Again, not so fast. It seems to me that gender dysphoria may be the new chic. The disorder is obviously real, and it has existed in every epoch—and in all cultures. As such, patients need treatment, and gender transitioning must never be ruled out as an option (though, given the possibility of remission, this option should wait until adulthood). But, there does seem to be a recent explosion of cases. And, even more puzzling, there appear to be many cases in which, out of the blue (i.e., with no earlier signs whatsoever), a young person feels the urge not to conform to his or her birth gender.
Dr.

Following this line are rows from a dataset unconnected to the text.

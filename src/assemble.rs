use indicatif::{ProgressBar, ProgressIterator};
use log::{debug, info, warn};
use ndarray::{Array, Array4, ArrayBase, ArrayView3, Axis, Data, Dimension, s};

use crate::{
    error::{Error, Result},
    roi::{Crop, Roi},
    source::{ImageSource, PlaneIndex},
};

/// Normalized 8-bit volume, axes (frame, z, y, x).
#[derive(Debug, Clone, PartialEq)]
pub struct Volume4 {
    data: Array4<u8>,
}

impl Volume4 {
    pub fn new(data: Array4<u8>) -> Self {
        Self { data }
    }

    pub fn dim(&self) -> (usize, usize, usize, usize) {
        self.data.dim()
    }

    pub fn frames(&self) -> usize {
        self.data.len_of(Axis(0))
    }

    pub fn frame(&self, i: usize) -> Result<ArrayView3<'_, u8>> {
        if i >= self.frames() {
            return Err(Error::out_of_range("frame", i, self.frames()));
        }
        Ok(self.data.index_axis(Axis(0), i))
    }

    pub fn data(&self) -> &Array4<u8> {
        &self.data
    }
}

pub fn assemble(
    source: &mut dyn ImageSource,
    frames: &[usize],
    crop: Crop,
    channel: usize,
    progress: &ProgressBar,
) -> Result<Array4<u16>> {
    let geometry = source.geometry().clone();
    if frames.is_empty() {
        return Err(Error::Configuration("no frames selected".to_string()));
    }
    if crop.x1() > geometry.width || crop.y1() > geometry.height {
        return Err(Error::InvalidRegion(format!(
            "crop {crop:?} exceeds frame {}x{}",
            geometry.width, geometry.height
        )));
    }
    for &frame in frames {
        geometry.check(PlaneIndex {
            channel,
            z: 0,
            frame,
        })?;
    }

    let z_slices = geometry.z_slices;
    let mut volume = Array4::<u16>::zeros((frames.len(), z_slices, crop.height, crop.width));
    debug!(
        "assembling channel {channel}: volume {:?}, crop {crop:?}",
        volume.dim()
    );

    // z fastest
    let coords = frames
        .iter()
        .enumerate()
        .flat_map(|(i, &frame)| (0..z_slices).map(move |z| (i, frame, z)));
    for (i, frame, z) in coords.progress_with(progress.clone()) {
        let plane = source.plane(PlaneIndex { channel, z, frame })?;
        if plane.dim() != (geometry.height, geometry.width) {
            return Err(Error::InvalidFormat(format!(
                "plane c={channel} z={z} t={frame} has shape {:?}, expected {:?}",
                plane.dim(),
                (geometry.height, geometry.width)
            )));
        }
        volume
            .slice_mut(s![i, z, .., ..])
            .assign(&plane.slice(s![crop.y0..crop.y1(), crop.x0..crop.x1()]));
    }
    Ok(volume)
}

/// Rescale to `0..=255` over the minimum and range of the whole array.
pub fn normalize<S, D>(volume: &ArrayBase<S, D>) -> Array<u8, D>
where
    S: Data,
    S::Elem: Copy + Into<f64>,
    D: Dimension,
{
    let (lo, hi) = volume
        .iter()
        .map(|&v| Into::<f64>::into(v))
        .fold((f64::INFINITY, f64::NEG_INFINITY), |(lo, hi), v| {
            (lo.min(v), hi.max(v))
        });
    let range = hi - lo;
    if range <= 0.0 || range.is_nan() {
        warn!("volume has no dynamic range (min = max = {lo}), output is all zeros");
        return Array::zeros(volume.raw_dim());
    }

    let step = range / 255.0;
    volume.mapv(|v| ((Into::<f64>::into(v) - lo) / step).round().clamp(0.0, 255.0) as u8)
}

pub fn assemble_and_normalize(
    source: &mut dyn ImageSource,
    frames: &[usize],
    roi: Option<&Roi>,
    channel: usize,
    progress: &ProgressBar,
) -> Result<Volume4> {
    let geometry = source.geometry();
    let crop = Crop::from_roi(roi, geometry.width, geometry.height)?;
    let wide = assemble(source, frames, crop, channel, progress)?;
    let volume = Volume4::new(normalize(&wide));
    info!("channel {channel}: assembled volume {:?}", volume.dim());
    Ok(volume)
}

#[cfg(test)]
mod tests {
    use super::*;
    use crate::source::ArraySource;
    use ndarray::{Array3, Array5, arr1};

    // planes hold `[0..w*h] * k` with k running over all planes from 1
    fn ramp_source(frames: usize, z: usize, h: usize, w: usize) -> ArraySource {
        let data = Array5::from_shape_fn((1, frames, z, h, w), |(_, t, z_, y, x)| {
            let k = t * z + z_ + 1;
            ((y * w + x) * k) as u16
        });
        ArraySource::new(data, 1.0, 1.0)
    }

    fn rect(left: f64, right: f64, top: f64, bottom: f64) -> Roi {
        Roi {
            left,
            right,
            top,
            bottom,
            t_position: None,
        }
    }

    #[test]
    fn full_frame_shape() {
        let mut src = ramp_source(2, 3, 4, 5);
        let vol =
            assemble_and_normalize(&mut src, &[0, 1], None, 0, &ProgressBar::hidden()).unwrap();
        assert_eq!(vol.dim(), (2, 3, 4, 5));
    }

    #[test]
    fn roi_shape() {
        let mut src = ramp_source(2, 3, 4, 4);
        let roi = rect(1.0, 3.0, 1.0, 3.0);
        let vol =
            assemble_and_normalize(&mut src, &[0, 1], Some(&roi), 0, &ProgressBar::hidden())
                .unwrap();
        assert_eq!(vol.dim(), (2, 3, 2, 2));
    }

    #[test]
    fn crop_takes_the_right_pixels() {
        let mut src = ramp_source(1, 1, 4, 4);
        let crop = Crop::from_roi(Some(&rect(1.0, 3.0, 2.0, 4.0)), 4, 4).unwrap();
        let wide = assemble(&mut src, &[0], crop, 0, &ProgressBar::hidden()).unwrap();
        // rows 2..4, cols 1..3 of [0..16]
        assert_eq!(
            wide.iter().copied().collect::<Vec<_>>(),
            vec![9u16, 10, 13, 14]
        );
    }

    #[test]
    fn frames_are_placed_in_requested_order() {
        let mut src = ramp_source(3, 1, 2, 2);
        let wide = assemble(&mut src, &[2, 0], Crop::full(2, 2), 0, &ProgressBar::hidden())
            .unwrap();
        assert_eq!(wide[[0, 0, 1, 1]], 3 * 3);
        assert_eq!(wide[[1, 0, 1, 1]], 3);
    }

    #[test]
    fn invalid_frame_or_channel() {
        let mut src = ramp_source(2, 1, 2, 2);
        let bar = ProgressBar::hidden();
        assert!(matches!(
            assemble(&mut src, &[0, 2], Crop::full(2, 2), 0, &bar),
            Err(Error::IndexOutOfRange { axis: "frame", .. })
        ));
        assert!(matches!(
            assemble(&mut src, &[0], Crop::full(2, 2), 1, &bar),
            Err(Error::IndexOutOfRange {
                axis: "channel",
                ..
            })
        ));
        assert!(assemble(&mut src, &[], Crop::full(2, 2), 0, &bar).is_err());
    }

    #[test]
    fn invalid_roi() {
        let mut src = ramp_source(1, 1, 4, 4);
        let roi = rect(1.0, 1.0, 0.0, 2.0);
        assert!(matches!(
            assemble_and_normalize(&mut src, &[0], Some(&roi), 0, &ProgressBar::hidden()),
            Err(Error::InvalidRegion(_))
        ));
    }

    #[test]
    fn normalization_spans_full_range() {
        let mut src = ramp_source(2, 3, 4, 4);
        let vol =
            assemble_and_normalize(&mut src, &[0, 1], None, 0, &ProgressBar::hidden()).unwrap();
        assert_eq!(vol.data().iter().copied().min(), Some(0));
        assert_eq!(vol.data().iter().copied().max(), Some(255));
    }

    #[test]
    fn normalization_rounds() {
        let out = normalize(&arr1(&[100u16, 101, 102, 107]));
        // step = 7 / 255: 36.43 -> 36, 72.86 -> 73
        assert_eq!(out, arr1(&[0u8, 36, 73, 255]));
    }

    #[test]
    fn normalization_is_series_wide() {
        // frame 1 is much brighter than frame 0; frame 0 must stay dim
        let data = Array5::from_shape_fn((1, 2, 1, 1, 2), |(_, t, _, _, x)| {
            (t * 1000 + x * 10) as u16
        });
        let mut src = ArraySource::new(data, 1.0, 1.0);
        let vol =
            assemble_and_normalize(&mut src, &[0, 1], None, 0, &ProgressBar::hidden()).unwrap();
        let frame0 = vol.frame(0).unwrap();
        assert_eq!(frame0[[0, 0, 0]], 0);
        assert_eq!(frame0[[0, 0, 1]], 3);
        assert_eq!(vol.frame(1).unwrap()[[0, 0, 1]], 255);
    }

    #[test]
    fn normalization_is_idempotent_on_full_range() {
        let data = Array3::from_shape_fn((2, 4, 32), |(z, y, x)| ((z * 128 + y * 32 + x) % 256) as u8);
        let once = normalize(&data);
        assert_eq!(once, data);
        assert_eq!(normalize(&once), once);
    }

    #[test]
    fn constant_volume_maps_to_zero() {
        let data = Array4::<u16>::from_elem((2, 2, 3, 3), 777);
        let out = normalize(&data);
        assert_eq!(out.dim(), (2, 2, 3, 3));
        assert!(out.iter().all(|&v| v == 0));
    }

    #[test]
    fn empty_volume_normalizes_to_empty() {
        let data = Array4::<u16>::zeros((0, 2, 3, 3));
        let out = normalize(&data);
        assert_eq!(out.dim(), (0, 2, 3, 3));
    }

    #[test]
    fn frame_view_bounds() {
        let vol = Volume4::new(Array4::zeros((2, 1, 1, 1)));
        assert!(vol.frame(1).is_ok());
        assert!(vol.frame(2).is_err());
    }
}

Lisa Littman calls this condition “rapid onset gender dysphoria.” Littman has taken some heat as a result of her findings because this diagnosis would imply that—at least for these cases—a dynamic of social contagion is at play. To many transgender activists, this is anathema, because, according to them, gender dysphoria cannot just come from the social influence of others. For them, gender dysphoria is a disorder with brain correlates, and young people who wish to transition are doing so because that compulsion comes from the inner workings of their body, not just social influence.
The jury is still out, and, as with any scientific topic, we would do well to wait for further evidence. However, Littman may be onto something. Of course, there are cases in which the compulsion to transition is entirely grounded in biology. But perhaps not in all cases. Hasn’t the history of glamorization of disease taught us anything? It is perfectly possible for a disease to become so trendy, that some people may actually want it. Some girls choose not to eat because their lateral hypothalamus may be injured, so they do not feel hungry. But, many others choose not to eat because, “Oh, isn’t Victoria Beckham so beautiful?”
In recent years, gender dysphoria has had its own glamour. So, just as some girl who reads Vogue may ultimately refuse to eat, I don’t believe it is outrageous to think that some boy who sees Caitlyn Jenner walking on the red carpet may suddenly feel uncomfortable with his own sex. Now, this is thin ice, so we must be very careful in what we demand. Caitlyn Jenner has the right to receive all the media attention that she desires, and transgender people ought to be allowed to have normal lives. (This includes the ability to go on television shows to tell everyone how wonderful they feel.) Censorship is a dangerous thing, so, like it or not, we should let media run its course. But, given the long history of glamorization of diseases, we should at least be on the watch and acknowledge that perhaps some cases of gender dysphoria in young people (especially those with no earlier symptoms) may indeed come from a social contagion fueled by media glamorization.
Crucially, the acknowledgement of this would have great implications for treatment options. If a particular case of gender dysphoria in a young person does come from social contagion, then transitioning (either via hormonal replacement therapy or surgical modification) must be put on hold, for it is much more likely to remit. Again, when it comes to disease, we need to trust doctors, not poets.